In his third chapter Cottingham explores further what it means to be a subject, a conscious being in need of meaning and open to transcendence.  This capacity develops gradually from infancy to adulthood.  It is made possible by the extraordinary complexity of the brain, yet is experienced in us as more than mechanical computation – it constitutes a “me,” with personal identity and values and yearnings.  In the face of philosophers who treat this “me” as a kind of illusion produced by the workings of the brain, Cottingham surveys alternative approaches.  He does not find panpsychism persuasive, though it is a way of treating consciousness as an inner aspect of all realty.  He finds more congenial a traditional theism, which attributes our existence to a mind-like ultimate source.  To see us as “in the image of God” is a way to make sense of our subjectivity.  This also makes sense of what Cottingham believes to be our sense that some values are objectively valid, based on more than changeable cultural habits.  How else be able to say that cruelty is truly wrong; that we should take care of one another?  Affirming a “transcendent personal consciousness at the heart of reality” ties things all together.
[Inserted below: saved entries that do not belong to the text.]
use anyhow::Result;
use rand::{Rng, SeedableRng, rngs::StdRng};

use super::{Module, Network, Node, NodeId, Predecessor, PredecessorMap};
use crate::{
    hardware::ThresholdStore,
    layers::{
        Layer,
        activation::Relu,
        batchnorm::{BatchNorm, DEFAULT_BN_EPS},
        conv::Conv,
        linear::Linear,
        pooling::Pooling,
        reshape::Flatten,
        sharequant::ShareQuant,
    },
    tensor::{Conv2dParams, Tensor},
};

/// Builds a raw (unfolded) network. Parameters are drawn from a seeded generator, so the same
/// seed always yields the same network.
pub struct NetworkBuilder {
    nodes: Vec<Option<Node>>,
    preds: PredecessorMap,
    thresholds: ThresholdStore,
    rng: StdRng,
}

impl NetworkBuilder {
    pub fn new(seed: u64) -> Self {
        Self {
            nodes: Vec::new(),
            preds: PredecessorMap::default(),
            thresholds: ThresholdStore::new(),
            rng: StdRng::seed_from_u64(seed),
        }
    }

    pub fn add_layer(&mut self, name: impl Into<String>, layer: Layer) -> NodeId {
        self.nodes.push(Some(Node::new(name, layer)));
        NodeId(self.nodes.len() - 1)
    }

    /// Records `pred` as the producer of the input of `node`.
    pub fn register(&mut self, node: NodeId, pred: Predecessor) {
        self.preds.register(node, pred);
    }

    pub fn thresholds_mut(&mut self) -> &mut ThresholdStore {
        &mut self.thresholds
    }

    fn uniform(&mut self, shape: Vec<usize>, bound: f32) -> Tensor {
        Tensor::random_seed(shape, self.rng.gen::<u64>()).scalar_mul(bound)
    }

    /// Square kernel convolution with uniform `1/sqrt(fan_in)` initialization.
    #[allow(clippy::too_many_arguments)]
    pub fn conv(
        &mut self,
        name: &str,
        in_channels: usize,
        out_channels: usize,
        kernel: usize,
        stride: usize,
        padding: usize,
        bias: bool,
    ) -> Result<NodeId> {
        let bound = 1.0 / ((in_channels * kernel * kernel) as f32).sqrt();
        let weight = self.uniform(vec![out_channels, in_channels, kernel, kernel], bound);
        let bias = bias.then(|| self.uniform(vec![out_channels], bound));
        let weight_t = self.thresholds.alloc(format!("{}.weight_log2_t", name), 0.0);
        let bias_t = self.thresholds.alloc(format!("{}.bias_log2_t", name), 0.0);
        let conv = Conv::new(
            weight,
            bias,
            Conv2dParams::new(stride, padding),
            weight_t,
            bias_t,
        )?;
        Ok(self.add_layer(name, Layer::Conv(conv)))
    }

    pub fn linear(
        &mut self,
        name: &str,
        in_features: usize,
        out_features: usize,
        bias: bool,
    ) -> Result<NodeId> {
        let bound = 1.0 / (in_features as f32).sqrt();
        let weight = self.uniform(vec![out_features, in_features], bound);
        let bias = bias.then(|| self.uniform(vec![out_features], bound));
        let weight_t = self.thresholds.alloc(format!("{}.weight_log2_t", name), 0.0);
        let bias_t = self.thresholds.alloc(format!("{}.bias_log2_t", name), 0.0);
        let linear = Linear::new(weight, bias, weight_t, bias_t)?;
        Ok(self.add_layer(name, Layer::Linear(linear)))
    }

    /// Batch norm with running statistics spread around the identity, as after some training.
    pub fn batch_norm(&mut self, name: &str, channels: usize) -> Result<NodeId> {
        let mut around = |center: f32, spread: f32| -> Vec<f32> {
            (0..channels)
                .map(|_| center + self.rng.gen_range(-spread..spread))
                .collect()
        };
        let gamma = around(1.0, 0.5);
        let beta = around(0.0, 0.1);
        let mean = around(0.0, 0.1);
        let var = around(1.0, 0.5);
        let bn = BatchNorm::new(gamma, beta, mean, var, DEFAULT_BN_EPS)?;
        Ok(self.add_layer(name, Layer::BatchNorm(bn)))
    }

    pub fn relu(&mut self, name: &str) -> NodeId {
        let acti_t = self.thresholds.alloc(format!("{}.acti_log2_t", name), 0.0);
        self.add_layer(name, Layer::Relu(Relu::new(acti_t)))
    }

    pub fn share_quant(&mut self, name: &str) -> NodeId {
        let acti_t = self.thresholds.alloc(format!("{}.acti_log2_t", name), 0.0);
        self.add_layer(name, Layer::ShareQuant(ShareQuant::new(acti_t)))
    }

    pub fn pool(&mut self, name: &str, pooling: Pooling) -> NodeId {
        self.add_layer(name, Layer::Pooling(pooling))
    }

    pub fn flatten(&mut self, name: &str) -> NodeId {
        self.add_layer(name, Layer::Flatten(Flatten))
    }

    pub fn build(self, root: Module) -> Result<Network> {
        Network::from_parts(self.nodes, root, self.preds, self.thresholds)
    }
}

#[cfg(test)]
mod tests {
    use super::*;

    #[test]
    fn test_same_seed_same_network() {
        let build = |seed| {
            let mut b = NetworkBuilder::new(seed);
            let conv = b.conv(".c", 2, 3, 3, 1, 1, true).unwrap();
            b.register(conv, Predecessor::Input);
            b.build(Module::Layer(conv)).unwrap()
        };
        let input = Tensor::random_seed(vec![1, 2, 4, 4], 0);
        let ctx = crate::hardware::PimContext::default();
        let a = build(5).forward(&ctx, &input).unwrap();
        let b = build(5).forward(&ctx, &input).unwrap();
        let c = build(6).forward(&ctx, &input).unwrap();
        assert_eq!(a, b);
        assert_ne!(a, c);
    }

    #[test]
    fn test_build_rejects_dangling_predecessor() {
        let mut b = NetworkBuilder::new(0);
        let relu = b.relu(".r");
        let orphan = b.relu(".orphan");
        b.register(relu, Predecessor::Node(orphan));
        assert!(b.build(Module::Layer(relu)).is_err());
    }
}
pub mod activation;
pub mod batchnorm;
pub mod conv;
pub mod fused;
pub mod linear;
pub mod pooling;
pub mod reshape;
pub mod sharequant;

use anyhow::Result;
use serde::{Deserialize, Serialize};

use crate::{
    hardware::{BoundUnit, PimContext, PimUnit, ThresholdId},
    layers::{
        activation::Relu,
        batchnorm::BatchNorm,
        conv::Conv,
        fused::{FusedConvBn, FusedConvBnRelu},
        linear::Linear,
        pooling::Pooling,
        reshape::Flatten,
        sharequant::ShareQuant,
    },
    model::ModelError,
    tensor::{Tensor, sum_tensors},
};

/// Layers whose weight and bias are programmed into a crossbar.
pub trait WeightQuantized {
    fn weight_threshold(&self) -> ThresholdId;
    fn bias_threshold(&self) -> ThresholdId;
    /// The weight currently fed to the quantizer (folded once a batch norm is frozen).
    fn current_weight(&self) -> &Tensor;
    fn current_bias(&self) -> Option<&Tensor>;
}

/// Layers whose output goes through an ADC.
pub trait ActivationQuantized {
    fn acti_threshold(&self) -> ThresholdId;
}

#[derive(Clone, Debug, Serialize, Deserialize)]
pub enum Layer {
    Conv(Conv),
    Linear(Linear),
    Relu(Relu),
    ShareQuant(ShareQuant),
    BatchNorm(BatchNorm),
    FusedConvBn(FusedConvBn),
    FusedConvBnRelu(FusedConvBnRelu),
    Pooling(Pooling),
    Flatten(Flatten),
}

impl std::fmt::Display for Layer {
    fn fmt(&self, f: &mut std::fmt::Formatter<'_>) -> std::fmt::Result {
        write!(f, "{}", self.describe())
    }
}

/// Output of a layer: a single tensor, or one partial sum per crossbar tile during hardware
/// inference. Partial sums are only resolved by the next activation quantizer.
#[derive(Clone, Debug)]
pub enum LayerOutput {
    Whole(Tensor),
    Partials(Vec<Tensor>),
}

impl LayerOutput {
    /// Sums the partials digitally, without any quantization.
    pub fn into_whole(self) -> Result<Tensor> {
        match self {
            LayerOutput::Whole(t) => Ok(t),
            LayerOutput::Partials(parts) => Ok(sum_tensors(parts)?),
        }
    }
}

impl Layer {
    pub fn forward(
        &self,
        input: LayerOutput,
        unit: Option<BoundUnit<'_>>,
        ctx: &PimContext,
    ) -> Result<LayerOutput> {
        match self {
            Layer::Conv(conv) => conv.forward(&input.into_whole()?, unit, ctx),
            Layer::Linear(linear) => linear.forward(&input.into_whole()?, unit, ctx),
            Layer::Relu(relu) => relu.forward(input, unit, ctx),
            Layer::ShareQuant(share) => share.forward(input, unit, ctx),
            Layer::BatchNorm(bn) => Ok(LayerOutput::Whole(bn.forward(&input.into_whole()?)?)),
            Layer::FusedConvBn(fused) => fused.forward(input, unit, ctx),
            Layer::FusedConvBnRelu(fused) => fused.forward(input, unit, ctx),
            Layer::Pooling(pool) => Ok(LayerOutput::Whole(pool.forward(&input.into_whole()?)?)),
            Layer::Flatten(flatten) => Ok(LayerOutput::Whole(flatten.forward(input.into_whole()?)?)),
        }
    }

    /// Short variant name, used in logs and error messages.
    pub fn kind(&self) -> &'static str {
        match self {
            Layer::Conv(_) => "Conv2d",
            Layer::Linear(_) => "Linear",
            Layer::Relu(_) => "ReLU",
            Layer::ShareQuant(_) => "ShareQuant",
            Layer::BatchNorm(_) => "BatchNorm2d",
            Layer::FusedConvBn(_) => "Conv2dBN",
            Layer::FusedConvBnRelu(_) => "Conv2dBNReLU",
            Layer::Pooling(_) => "Pooling",
            Layer::Flatten(_) => "Flatten",
        }
    }

    pub fn describe(&self) -> String {
        match self {
            Layer::Conv(conv) => {
                let (kh, kw) = conv.kernel_size();
                format!(
                    "Conv: ({},{},{},{})",
                    conv.out_channels(),
                    conv.in_channels(),
                    kh,
                    kw
                )
            }
            Layer::Linear(linear) => {
                format!("Dense: ({},{})", linear.out_features(), linear.in_features())
            }
            Layer::Relu(_) => "RELU".to_string(),
            Layer::ShareQuant(_) => "ShareQuant".to_string(),
            Layer::BatchNorm(bn) => format!("BatchNorm: {}", bn.channels()),
            Layer::FusedConvBn(fused) => format!(
                "Conv2dBN: {} ({})",
                fused.conv().out_channels(),
                if fused.is_frozen() { "folded" } else { "separate" }
            ),
            Layer::FusedConvBnRelu(fused) => format!(
                "Conv2dBNReLU: {} ({})",
                fused.inner().conv().out_channels(),
                if fused.inner().is_frozen() {
                    "folded"
                } else {
                    "separate"
                }
            ),
            Layer::Pooling(pool) => pool.describe(),
            Layer::Flatten(flatten) => flatten.describe(),
        }
    }

    pub fn as_weighted(&self) -> Option<&dyn WeightQuantized> {
        match self {
            Layer::Conv(conv) => Some(conv),
            Layer::Linear(linear) => Some(linear),
            Layer::FusedConvBn(fused) => Some(fused),
            Layer::FusedConvBnRelu(fused) => Some(fused),
            _ => None,
        }
    }

    pub fn as_activation(&self) -> Option<&dyn ActivationQuantized> {
        match self {
            Layer::Relu(relu) => Some(relu),
            Layer::ShareQuant(share) => Some(share),
            Layer::FusedConvBnRelu(fused) => Some(fused),
            _ => None,
        }
    }

    /// Whether the layer's crossbar feeds a downstream ADC, i.e. a ReLU or a share quantizer
    /// following it takes over its weight and bias thresholds.
    pub fn is_bare_crossbar(&self) -> bool {
        matches!(
            self,
            Layer::Conv(_) | Layer::Linear(_) | Layer::FusedConvBn(_)
        )
    }

    pub fn is_last(&self) -> bool {
        match self {
            Layer::Conv(conv) => conv.last,
            Layer::Linear(linear) => linear.last,
            Layer::FusedConvBn(fused) => fused.conv.last,
            Layer::FusedConvBnRelu(fused) => fused.inner.conv.last,
            _ => false,
        }
    }

    /// Returns false for layers that have no output quantization to disable.
    pub(crate) fn set_last(&mut self, last: bool) -> bool {
        match self {
            Layer::Conv(conv) => conv.last = last,
            Layer::Linear(linear) => linear.last = last,
            Layer::FusedConvBn(fused) => fused.conv.last = last,
            Layer::FusedConvBnRelu(fused) => fused.inner.conv.last = last,
            _ => return false,
        }
        true
    }

    pub(crate) fn set_normalize(&mut self, normalize: bool) {
        match self {
            Layer::Conv(conv) => conv.normalize = normalize,
            Layer::FusedConvBn(fused) => fused.conv.normalize = normalize,
            Layer::FusedConvBnRelu(fused) => fused.inner.conv.normalize = normalize,
            _ => {}
        }
    }

    /// Checks that the layer can take its role in `unit`: crossbar layers need the weight and
    /// bias thresholds, activation layers need their own activation threshold.
    pub fn check_unit(&self, unit: &PimUnit) -> Result<(), ModelError> {
        let weighted_ok = self
            .as_weighted()
            .map(|w| unit.weight == Some(w.weight_threshold()) && unit.bias == Some(w.bias_threshold()));
        let acti_ok = self.as_activation().map(|a| unit.acti == a.acti_threshold());
        match (weighted_ok, acti_ok) {
            (None, None) => Err(ModelError::CapabilityError(format!(
                "{} cannot be attached to a PIM unit",
                self.kind()
            ))),
            (Some(false), _) | (_, Some(false)) => Err(ModelError::CapabilityError(format!(
                "PIM unit does not carry the thresholds of this {}",
                self.kind()
            ))),
            _ => Ok(()),
        }
    }
}

#[cfg(test)]
mod tests {
    use super::*;
    use crate::hardware::ThresholdStore;

    #[test]
    fn test_capabilities() {
        let mut store = ThresholdStore::new();
        let relu = Layer::Relu(Relu::new(store.alloc("a", 0.0)));
        let bn = Layer::BatchNorm(BatchNorm::new(vec![1.0], vec![0.0], vec![0.0], vec![1.0], 1e-5).unwrap());
        assert!(relu.as_activation().is_some());
        assert!(relu.as_weighted().is_none());

        let unit = PimUnit::activation_only(relu.as_activation().unwrap().acti_threshold());
        assert!(relu.check_unit(&unit).is_ok());
        assert!(bn.check_unit(&unit).is_err());

        let other = PimUnit::activation_only(store.alloc("b", 0.0));
        assert!(relu.check_unit(&other).is_err());
    }
}
use derive_more::Display;
use serde::{Deserialize, Serialize};

use crate::{hardware::UnitId, layers::Layer};

#[derive(Debug, Clone, Copy, PartialEq, Eq, Hash, PartialOrd, Ord, Display, Serialize, Deserialize)]
#[display("n{_0}")]
pub struct NodeId(pub(crate) usize);

#[derive(Clone, Debug)]
pub struct Node {
    /// Module path, e.g. `.layer1.0.conv1`
    pub name: String,
    pub layer: Layer,
    pub unit: Option<UnitId>,
}

impl Node {
    pub fn new(name: impl Into<String>, layer: Layer) -> Self {
        Self {
            name: name.into(),
            layer,
            unit: None,
        }
    }
}

#[derive(Debug, Clone, Copy, PartialEq, Eq, Serialize, Deserialize)]
pub enum Predecessor {
    /// first layer of the network
    Input,
    Node(NodeId),
}

/// Which node feeds which, for the nodes that take part in range tuning.
#[derive(Debug, Clone, Default)]
pub struct PredecessorMap {
    entries: Vec<Option<Predecessor>>,
}

impl PredecessorMap {
    pub fn register(&mut self, node: NodeId, pred: Predecessor) {
        if self.entries.len() <= node.0 {
            self.entries.resize(node.0 + 1, None);
        }
        self.entries[node.0] = Some(pred);
    }

    pub fn get(&self, node: NodeId) -> Option<Predecessor> {
        self.entries.get(node.0).copied().flatten()
    }

    pub fn contains(&self, node: NodeId) -> bool {
        self.get(node).is_some()
    }

    /// The predecessor when it is a node, `None` for the input or unregistered nodes.
    pub fn predecessor_node(&self, node: NodeId) -> Option<NodeId> {
        match self.get(node) {
            Some(Predecessor::Node(p)) => Some(p),
            _ => None,
        }
    }

    pub fn remove(&mut self, node: NodeId) -> Option<Predecessor> {
        self.entries.get_mut(node.0).and_then(Option::take)
    }

    /// Replaces the nodes of a fusion by the fused node: it takes over the entry of the first
    /// replaced node, and whatever pointed at a replaced node now points at it.
    pub fn redirect(&mut self, replaced: &[NodeId], fused: NodeId) {
        let inherited = replaced.first().and_then(|first| self.get(*first));
        for r in replaced {
            self.remove(*r);
        }
        for entry in self.entries.iter_mut().flatten() {
            if let Predecessor::Node(p) = entry {
                if replaced.contains(p) {
                    *p = fused;
                }
            }
        }
        if let Some(pred) = inherited {
            self.register(fused, pred);
        }
    }

    pub fn iter(&self) -> impl Iterator<Item = (NodeId, Predecessor)> + '_ {
        self.entries
            .iter()
            .enumerate()
            .filter_map(|(i, e)| e.map(|p| (NodeId(i), p)))
    }

    pub fn len(&self) -> usize {
        self.entries.iter().flatten().count()
    }

    pub fn is_empty(&self) -> bool {
        self.len() == 0
    }
}

#[cfg(test)]
mod tests {
    use super::*;

    #[test]
    fn test_redirect() {
        let (input_conv, conv, bn, relu, next, fused) =
            (NodeId(0), NodeId(1), NodeId(2), NodeId(3), NodeId(4), NodeId(5));
        let mut map = PredecessorMap::default();
        map.register(input_conv, Predecessor::Input);
        map.register(conv, Predecessor::Node(input_conv));
        map.register(next, Predecessor::Node(relu));

        map.redirect(&[conv, bn, relu], fused);
        assert_eq!(map.get(fused), Some(Predecessor::Node(input_conv)));
        assert_eq!(map.get(next), Some(Predecessor::Node(fused)));
        assert!(!map.contains(conv));
        assert!(!map.contains(relu));
        assert_eq!(map.len(), 3);
    }

    #[test]
    fn test_redirect_unregistered_conv() {
        let mut map = PredecessorMap::default();
        map.register(NodeId(3), Predecessor::Node(NodeId(0)));
        map.redirect(&[NodeId(0), NodeId(1)], NodeId(4));
        assert!(!map.contains(NodeId(4)));
        assert_eq!(map.predecessor_node(NodeId(3)), Some(NodeId(4)));
    }
}
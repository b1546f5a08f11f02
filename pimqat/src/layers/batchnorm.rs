use anyhow::{Result, ensure};
use itertools::izip;
use serde::{Deserialize, Serialize};

use crate::tensor::Tensor;

pub const DEFAULT_BN_EPS: f32 = 1e-5;

/// Inference-mode batch normalization over the channel axis, running statistics only.
#[derive(Clone, Debug, Serialize, Deserialize)]
pub struct BatchNorm {
    pub(crate) gamma: Vec<f32>,
    pub(crate) beta: Vec<f32>,
    pub(crate) running_mean: Vec<f32>,
    pub(crate) running_var: Vec<f32>,
    pub(crate) eps: f32,
}

impl BatchNorm {
    pub fn new(
        gamma: Vec<f32>,
        beta: Vec<f32>,
        running_mean: Vec<f32>,
        running_var: Vec<f32>,
        eps: f32,
    ) -> Result<Self> {
        let channels = gamma.len();
        ensure!(
            beta.len() == channels && running_mean.len() == channels && running_var.len() == channels,
            "batch norm parameters disagree on the channel count"
        );
        ensure!(
            running_var.iter().all(|v| *v + eps > 0.0),
            "batch norm variance plus eps must be positive"
        );
        Ok(Self {
            gamma,
            beta,
            running_mean,
            running_var,
            eps,
        })
    }

    pub fn channels(&self) -> usize {
        self.gamma.len()
    }

    /// Per channel `(scale, shift)` such that `bn(x) = x * scale + shift`.
    pub fn affine(&self) -> (Vec<f32>, Vec<f32>) {
        izip!(&self.gamma, &self.beta, &self.running_mean, &self.running_var)
            .map(|(g, b, m, v)| {
                let scale = g / (v + self.eps).sqrt();
                (scale, b - m * scale)
            })
            .unzip()
    }

    pub fn forward(&self, input: &Tensor) -> Result<Tensor> {
        let (scale, shift) = self.affine();
        Ok(input.channel_affine(&scale, &shift)?)
    }
}

#[cfg(test)]
mod tests {
    use super::*;

    #[test]
    fn test_normalizes_running_stats() {
        let bn = BatchNorm::new(vec![2.0], vec![1.0], vec![3.0], vec![4.0], 0.0).unwrap();
        let out = bn.forward(&Tensor::new(vec![1, 1, 1, 2], vec![3.0, 5.0])).unwrap();
        assert_eq!(out.get_data(), &[1.0, 3.0]);
    }

    #[test]
    fn test_rejects_mismatched_channels() {
        assert!(BatchNorm::new(vec![1.0, 1.0], vec![0.0], vec![0.0], vec![1.0], 1e-5).is_err());
    }
}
The soul, this inner self, is always partly hidden, Cottingham says, roaming through philosophical and psychoanalytic theory.  Much is buried within us, opaque to our rational analysis or introspection.  Yet we have a sense that what lies beneath the surface may be a joyful response to the world of the real and the possible – and the transcendent.  A theistic orientation, Cottingham continues, need not at all take one away from the natural world into some oddly separate supernatural; Hopkins was on the right path, the world is indeed “charged with the grandeur of God.”  This book is what a modern spirituality could look like.